Logitech Harmony 880 Advanced Universal Remote
Imagine a remote that feels just perfect in your hands. It has the right curves, the right fit, even the perfect weight. It sits snuggly in your grip with an all-too-familiar shape and contour. Close your eyes, and move your thumb over its top surface to find the Volume, Channel, and Play keys. Can’t find them? Right…exactly. And that’s my biggest issue with this, the flagship of Logitech’s line of Harmony remote controls. For $250 – not outrageous for a universal remote, and certainly not the most I’ve paid for one, but still pricey – I had higher expectations.
The Harmony 880 Advanced Universal Remote puts a whole new face on the standard, yet outstanding form-factor of earlier Harmony remotes. It’s a face with a beautiful, bright, color LCD display. Unfortunately, it’s a face that lacks critical tactile differentiation between buttons. In a dismal design move I’ll never understand, Logitech gives new life to the horrid ring-of-buttons first introduced on the Harmony 688. The 880 is the first of a many models that blend the most used remote buttons – Volume and Channel – into a bezel that curves around the navigation pad and display screen at the top of the remote. Look carefully at the image of this remote, and notice that this affords you no means of differentiating the Volume and Channel buttons from any of those surrounding, including the Previous Channel, Mute, and some odd up and down arrow buttons. Raised dimples on each button at least let you know where on the bezel to press, but without actually looking at the remote, it’s nearly impossible to identify any one button from another.
The problem prevails with the shuttle control, numeric, and other buttons. These appear as though they were once one button carved into smaller segments. There is nearly no detectible physical differentiation from one button to another, again, making it impossible to know what you’re pressing without looking at the remote. That, in itself, sucks…but the situation is worsened by the poor backlighting that pales next to the bright LCD screen.
And that screen is so bright. It’s clear, it’s beautiful, and it seems completely out of place in the otherwise artificially-organic design of this remote. The sharp corners and hard edges scream next to the over-accentuated curves of the neighboring buttons. That said, the screen is large and offers up to eight customizable activities and functions per page, which can be navigated both forward and backward – an improvement over older Harmony remotes, which only let you page forward through activities. One additional benefit this remote offers is the ability to specify the order in which activities display on the screen. This is a long-needed upgrade for Harmony, but quite frankly, there’s no good reason why the same improvement couldn’t be made to earlier models with simple firmware and software upgrades. Of course, that wouldn’t encourage devoted Harmony users to upgrade to a remote…would it?

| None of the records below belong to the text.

//! Infrastructure layer: I/O implementations, built-in renderer and DI container
//!
//! This layer implements I/O boundary traits and wires up services.

pub mod di;
pub mod error;
pub mod render;
pub mod traits;

pub use error::InfraError;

One final point: Who thought it would be a good idea to have to dock a remote? If you don’t regularly place this device on its home base, it will be brain-dead in just a few nights’ use. This, supposedly, is Logitech’s answer to the poor battery consumption of earlier models. But seriously, do you have a plug readily accessible to your coffee table that wouldn’t require exposing a power cable across walkways frequented by you, family, friends, and pets? ‘Cause I don’t. And the dock design itself makes it far too difficult to properly place the remote so that it actually makes the right contacts and recharges.
After about three weeks’ use, I returned this remote to the store from which I bought it. I continue to seek out the perfect remote. While Harmony remotes come closest to this target, Logitech just keeps missing the mark.
It’s worth noting that I tested this remote nearly a year ago. This is significant for two reasons. First, after almost a year, I still harbor the same ill feelings for this device. Secondly, though the physical design of newer Harmony remotes (like the 520 and Xbox 360 models) was a fresh and unique departure for Logitech, they continue some of the bad design legacy established by this particular model.